Wuhan French-Chinese Art Centre
Wuhan French-Chinese Art Centre in Wuhan, China by standardarchitecture
The years of 2003-05 were the China-France Culture Years. One element of this expression of French art in China is the the Wuhan French-Chinese Art Centre in Wuhan, China, the most populous city in Central China, sitting at the confluence of the Yangtze and Han Rivers. The building's site in the city is perhaps the most important condition for standardarchitecture, who strove to create "an important public space for the city and a monument for both the past and the ongoing transformation of the city."
The architects approached the design conceptually as an urban container made from the Ancient and intuitive Chinese images of ink and water. They related this concept to the historical structures of the city and the history of the neighborhood, where numerous Chinese intellectuals lived. These sketches illustrate a gestural expression that is carried over rather literally into the building's wrapper, where it is the Art Centre's roof as well as walls.
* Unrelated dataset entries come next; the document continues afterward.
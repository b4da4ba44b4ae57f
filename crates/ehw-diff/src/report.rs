//! Text report for a [`ChangeSet`].
//!
//! Markup is Telegram "Markdown" (legacy): `*bold*` and `` `code` ``.
//! Sections with nothing to show are omitted; a change-set without changes
//! renders to the empty string.

use chrono::NaiveDate;

use crate::format::{format_signed_thousands, format_thousands};
use crate::{Adjustment, ChangeSet};

pub const DEFAULT_REPORT_TITLE: &str = "00981A Holdings Report";

/// Weight deltas smaller than this (percentage points) are not printed.
pub const WEIGHT_DISPLAY_THRESHOLD: f64 = 0.01;

// Float subtraction of two-decimal weights lands a hair under 0.01.
const WEIGHT_EPSILON: f64 = 1e-9;

const ICON_TITLE: &str = "📊";
const ICON_CASH: &str = "💰";
const ICON_ADDED: &str = "🟢";
const ICON_REMOVED: &str = "🔴";
const ICON_ADJUSTED: &str = "⚖️";
const ICON_UP: &str = "🔺";
const ICON_DOWN: &str = "🔻";

#[derive(Clone, Debug, PartialEq, Eq)]
pub struct ReportOptions {
    /// Title label, usually the fund code plus "Holdings Report".
    pub title: String,
}

impl Default for ReportOptions {
    fn default() -> Self {
        Self {
            title: DEFAULT_REPORT_TITLE.to_string(),
        }
    }
}

/// Render with the default title.
pub fn render(changes: &ChangeSet, date: NaiveDate, cash_position: f64) -> String {
    render_with(changes, &ReportOptions::default(), date, cash_position)
}

pub fn render_with(
    changes: &ChangeSet,
    opts: &ReportOptions,
    date: NaiveDate,
    cash_position: f64,
) -> String {
    if !changes.has_change() {
        return String::new();
    }

    let mut lines: Vec<String> = Vec::new();

    lines.push(format!(
        "{ICON_TITLE} *{}* ({})",
        escape_markdown(&opts.title),
        date.format("%m/%d")
    ));
    // Zero doubles as "unavailable".
    if cash_position.is_finite() && cash_position != 0.0 {
        lines.push(format!("{ICON_CASH} Cash position: `{cash_position:.2}%`"));
    }

    if !changes.added.is_empty() {
        lines.push(String::new());
        lines.push(format!("{ICON_ADDED} *Added:*"));
        for a in &changes.added {
            lines.push(format!(
                "• {} ({}): {} shares ({:.2}%)",
                escape_markdown(&a.name),
                escape_markdown(&a.code),
                format_thousands(a.shares),
                a.weight
            ));
        }
    }

    if !changes.removed.is_empty() {
        lines.push(String::new());
        lines.push(format!("{ICON_REMOVED} *Removed:*"));
        for r in &changes.removed {
            lines.push(format!(
                "• {} ({}): sold {} shares",
                escape_markdown(&r.name),
                escape_markdown(&r.code),
                format_thousands(r.shares)
            ));
        }
    }

    if !changes.adjusted.is_empty() {
        lines.push(String::new());
        lines.push(format!("{ICON_ADJUSTED} *Adjusted (share changes):*"));
        for adj in &changes.adjusted {
            lines.push(adjustment_line(adj));
        }
    }

    lines.join("\n").trim().to_string()
}

fn adjustment_line(adj: &Adjustment) -> String {
    let icon = if adj.share_delta > 0 { ICON_UP } else { ICON_DOWN };
    let mut line = format!(
        "{icon} {}: {} shares",
        escape_markdown(&adj.name),
        format_signed_thousands(adj.share_delta)
    );
    if adj.weight_delta.abs() + WEIGHT_EPSILON >= WEIGHT_DISPLAY_THRESHOLD {
        line.push_str(&format!(" (weight {:+.2}%)", adj.weight_delta));
    }
    line
}

/// Escape the characters legacy Telegram Markdown treats as markup.
fn escape_markdown(s: &str) -> String {
    let mut out = String::with_capacity(s.len());
    for ch in s.chars() {
        if matches!(ch, '_' | '*' | '`' | '[') {
            out.push('\\');
        }
        out.push(ch);
    }
    out
}

#[cfg(test)]
mod tests {
    use super::*;
    use crate::{AddedHolding, RemovedHolding};

    fn date() -> NaiveDate {
        NaiveDate::from_ymd_opt(2026, 3, 9).unwrap()
    }

    fn adj(code: &str, delta: i64, wd: f64) -> Adjustment {
        Adjustment {
            code: code.to_string(),
            name: format!("N{code}"),
            previous_shares: 1_000_000,
            current_shares: 1_000_000 + delta,
            share_delta: delta,
            weight_delta: wd,
        }
    }

    #[test]
    fn empty_changeset_renders_nothing() {
        assert_eq!(render(&ChangeSet::empty(), date(), 4.2), "");
    }

    #[test]
    fn title_and_cash_line() {
        let c = ChangeSet {
            adjusted: vec![adj("1", 5, 0.0)],
            ..ChangeSet::empty()
        };
        let out = render(&c, date(), 3.456);
        let mut lines = out.lines();
        assert_eq!(lines.next(), Some("📊 *00981A Holdings Report* (03/09)"));
        assert_eq!(lines.next(), Some("💰 Cash position: `3.46%`"));
    }

    #[test]
    fn zero_cash_line_omitted() {
        let c = ChangeSet {
            adjusted: vec![adj("1", 5, 0.0)],
            ..ChangeSet::empty()
        };
        assert!(!render(&c, date(), 0.0).contains("Cash position"));
    }

    #[test]
    fn adjustment_line_weight_suffix_rules() {
        assert_eq!(adjustment_line(&adj("1", 50_000, 0.1)), "🔺 N1: +50,000 shares (weight +0.10%)");
        assert_eq!(adjustment_line(&adj("1", -300, -0.25)), "🔻 N1: -300 shares (weight -0.25%)");
        assert_eq!(adjustment_line(&adj("1", 7, 0.009)), "🔺 N1: +7 shares");
        // 0.51 - 0.50 == 0.010000000000000009, 9.08 - 9.07 == 0.009999999999999787
        assert!(adjustment_line(&adj("1", 7, 0.51 - 0.50)).ends_with("(weight +0.01%)"));
        assert!(adjustment_line(&adj("1", 7, 9.08 - 9.07)).ends_with("(weight +0.01%)"));
    }

    #[test]
    fn sections_and_blank_line_separation() {
        let c = ChangeSet {
            added: vec![AddedHolding {
                code: "3017".to_string(),
                name: "AVC".to_string(),
                shares: 155_000,
                weight: 2.0,
            }],
            removed: vec![RemovedHolding {
                code: "2317".to_string(),
                name: "Hon Hai".to_string(),
                shares: 1_200_000,
                weight: 3.3,
            }],
            adjusted: vec![adj("2330", -2000, 0.0)],
        };
        let out = render(&c, date(), 0.0);
        let expected = "📊 *00981A Holdings Report* (03/09)\n\
                        \n\
                        🟢 *Added:*\n\
                        • AVC (3017): 155,000 shares (2.00%)\n\
                        \n\
                        🔴 *Removed:*\n\
                        • Hon Hai (2317): sold 1,200,000 shares\n\
                        \n\
                        ⚖️ *Adjusted (share changes):*\n\
                        🔻 N2330: -2,000 shares";
        assert_eq!(out, expected);
    }

    #[test]
    fn custom_title_and_markdown_escape() {
        let c = ChangeSet {
            adjusted: vec![Adjustment {
                name: "FOO_BAR*".to_string(),
                ..adj("9", 1, 0.0)
            }],
            ..ChangeSet::empty()
        };
        let opts = ReportOptions {
            title: "Fund_X".to_string(),
        };
        let out = render_with(&c, &opts, date(), 0.0);
        assert!(out.starts_with("📊 *Fund\\_X* (03/09)"));
        assert!(out.contains("FOO\\_BAR\\*: +1 shares"));
    }
}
Aside from the building's exterior, the most striking design component is the large (inaccessible) central space that the building seems to contain within its wings. Filled with water, what's also striking about this space is that it was done in response to site conditions, specifically the presence of a flood pipeline that constricted the buildable area of the site.
So not only have the architects responded to the historical conditions of the site but also its infrastructural present. Their response is a merging of these two conditions, via their own intellectual processes. The product appears to be as striking inside as outside, where the "ink and water" infuses virtually every part of the project.